Utility of Framingham Coronary Heart Disease Risk Score for predicting cardiac risk after stroke.

机构信息

Department of Neurology, University of Southern California, Los Angeles, CA, USA.

出版信息

Stroke. 2012 Nov;43(11):2942-7. doi: 10.1161/STROKEAHA.112.668319. Epub 2012 Sep 4.
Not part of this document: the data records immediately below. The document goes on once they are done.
//! The planet table checked by the verifier.
//!
//! Each [`CelestialBody`] mirrors the parameters the solar system simulation
//! ships with. Orbits are treated as circular, so `orbit_radius` doubles as
//! the semi-major axis.

use qtty::velocity::Velocity;
use qtty::{AstronomicalUnit, AstronomicalUnits, Degrees, Kilograms, Kilometers, Meter, Meters, Second};
use serde::Serialize;

/// Orbital speed in metres per second.
pub type MetersPerSecond = Velocity<Meter, Second>;

/// Physical and orbital parameters of a single body orbiting the Sun.
#[derive(Debug, Clone, Copy, PartialEq, Serialize)]
pub struct CelestialBody {
    pub name: &'static str,
    /// Semi-major axis of the (assumed circular) orbit
    pub orbit_radius: Meters,
    /// Reference orbital speed the simulation uses
    pub orbital_velocity: MetersPerSecond,
    pub expected_period_days: u32,
    pub inclination: Degrees,
    /// Equatorial radius of the body itself
    pub radius: Meters,
    pub mass: Kilograms,
}

impl CelestialBody {
    /// Orbit radius expressed in astronomical units.
    pub fn orbit_au(&self) -> AstronomicalUnits {
        self.orbit_radius.to::<AstronomicalUnit>()
    }

    /// Body radius expressed in kilometres.
    pub fn radius_km(&self) -> Kilometers {
        self.radius.to()
    }
}

macro_rules! body {
    ($name:literal, $orbit:expr, $velocity:expr, $period:expr, $incl:expr, $radius:expr, $mass:expr) => {
        CelestialBody {
            name: $name,
            orbit_radius: Meters::new($orbit),
            orbital_velocity: MetersPerSecond::new($velocity),
            expected_period_days: $period,
            inclination: Degrees::new($incl),
            radius: Meters::new($radius),
            mass: Kilograms::new($mass),
        }
    };
}

/// The eight planets, innermost first.
pub const PLANETS: [CelestialBody; 8] = [
    body!("Mercury", 57_909_050_000.0, 47_362.0, 88, 7.005, 2_439_700.0, 3.3011e23),
    body!("Venus", 108_208_000_000.0, 35_020.0, 225, 3.395, 6_051_800.0, 4.8675e24),
    body!("Earth", 149_597_870_700.0, 29_780.0, 365, 0.0, 6_371_000.0, 5.972e24),
    body!("Mars", 227_939_200_000.0, 24_077.0, 687, 1.850, 3_389_500.0, 6.4171e23),
    body!("Jupiter", 778.57e9, 13_070.0, 4_333, 1.303, 69_911_000.0, 1.8982e27),
    body!("Saturn", 1433.53e9, 9_680.0, 10_759, 2.485, 58_232_000.0, 5.6834e26),
    body!("Uranus", 2872.46e9, 6_800.0, 30_687, 0.773, 25_362_000.0, 8.6810e25),
    body!("Neptune", 4495.06e9, 5_430.0, 60_190, 1.770, 24_622_000.0, 1.02413e26),
];

/// Published mean distances in AU, kept as an independent reference.
///
/// These are printed next to the computed `orbit_radius / AU` value and are
/// never compared against it numerically.
pub const EXPECTED_AU: [(&str, f64); 8] = [
    ("Mercury", 0.387),
    ("Venus", 0.723),
    ("Earth", 1.000),
    ("Mars", 1.524),
    ("Jupiter", 5.204),
    ("Saturn", 9.583),
    ("Uranus", 19.19),
    ("Neptune", 30.07),
];

/// Look up the reference distance for `name`, or `0.0` when the body is not listed.
pub fn expected_au(name: &str) -> f64 {
    EXPECTED_AU
        .iter()
        .find(|(body, _)| *body == name)
        .map(|(_, au)| *au)
        .unwrap_or(0.0)
}

/// Find a planet in the built-in table by name.
pub fn find_planet(name: &str) -> Option<&'static CelestialBody> {
    PLANETS.iter().find(|body| body.name == name)
}

#[cfg(test)]
mod tests {
    use super::*;
    use std::collections::HashSet;

    #[test]
    fn test_planet_names_are_unique() {
        let names: HashSet<_> = PLANETS.iter().map(|p| p.name).collect();
        assert_eq!(names.len(), PLANETS.len());
    }

    #[test]
    fn test_planets_ordered_by_distance() {
        for pair in PLANETS.windows(2) {
            assert!(pair[0].orbit_radius.value() < pair[1].orbit_radius.value());
        }
    }

    #[test]
    fn test_every_planet_has_reference_distance() {
        for planet in PLANETS.iter() {
            assert!(expected_au(planet.name) > 0.0, "{} missing", planet.name);
        }
    }

    #[test]
    fn test_unknown_body_reference_is_zero() {
        assert_eq!(expected_au("Pluto"), 0.0);
    }

    #[test]
    fn test_earth_orbit_is_one_au() {
        let earth = find_planet("Earth").unwrap();
        assert!((earth.orbit_au().value() - 1.0).abs() < 1e-9);
    }

    #[test]
    fn test_radius_in_km() {
        let jupiter = find_planet("Jupiter").unwrap();
        assert!((jupiter.radius_km().value() - 69_911.0).abs() < 1e-9);
    }
}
DOI:10.1161/STROKEAHA.112.668319
PMID:22949478
Abstract

BACKGROUND AND PURPOSE

Coronary heart disease (CHD) is a major cause of mortality among stroke patients after the acute period. Simple risk stratification of stroke patients without known CHD may permit prompt implementation of CHD-specific management strategies for those who are at high risk for cardiac events. We assessed the utility of the Framingham Coronary Heart Disease Risk Score (FCRS) as a prognosticator in stroke patients without known CHD.

METHODS

Post hoc analysis of a trial dataset of 3509 recent ischemic stroke patients who were aged 35 years or older, recruited from 56 centers, and followed-up for 2 years. Patients were categorized as having known CHD, high FCRS (≥20%), and low/intermediate FCRS (<20%). The predictive values between baseline FCRS and primary (myocardial infarction [MI]), secondary (MI or vascular death), and tertiary (recurrent stroke) outcomes were assessed in multivariate analyses.

RESULTS

Rates of first MI at 2 years were 6.34%, 4.65%, and 1.44% for the known CHD, high FCRS, and low/intermediate FCRS groups. Compared with stroke patients with low/intermediate FCRS, individuals with high FCRS had a higher risk of MI (adjusted hazard ratio, 3.70; 95% confidence interval, 2.14-6.38) and MI or vascular death (adjusted hazard ratio, 2.21; 95% confidence interval, 1.48-3.28). High FCRS did not predict recurrent stroke.

CONCLUSIONS

Among patients with a recent ischemic stroke without known CHD, high FCRS was associated with a higher risk of MI and vascular death, but not stroke. FCRS could be a simple way to identify recent stroke patients who may benefit from additional CHD-specific management.

摘要

背景与目的

冠心病(CHD)是急性后期中风患者死亡的主要原因。对无已知 CHD 的中风患者进行简单的风险分层,可以为那些发生心脏事件风险较高的患者及时实施特定于 CHD 的管理策略。我们评估了 Framingham 冠心病风险评分(FCRS)作为无已知 CHD 的中风患者预后指标的效用。

方法

对一项来自 56 个中心的 3509 例近期缺血性中风患者的试验数据集进行了事后分析,这些患者年龄在 35 岁及以上,随访 2 年。患者分为已知 CHD、高 FCRS(≥20%)和低/中 FCRS(<20%)。在多变量分析中评估了基线 FCRS 与主要(心肌梗死 [MI])、次要(MI 或血管死亡)和三级(复发性中风)结局之间的预测值。

结果

在 2 年时,已知 CHD、高 FCRS 和低/中 FCRS 组的首次 MI 发生率分别为 6.34%、4.65%和 1.44%。与低/中 FCRS 的中风患者相比,高 FCRS 患者的 MI 风险更高(调整后的危险比,3.70;95%置信区间,2.14-6.38)和 MI 或血管死亡风险更高(调整后的危险比,2.21;95%置信区间,1.48-3.28)。高 FCRS 不能预测复发性中风。

结论

在无已知 CHD 的近期缺血性中风患者中,高 FCRS 与 MI 和血管死亡风险增加相关,但与中风无关。FCRS 可能是一种简单的方法,可以识别可能受益于额外 CHD 特定管理的近期中风患者。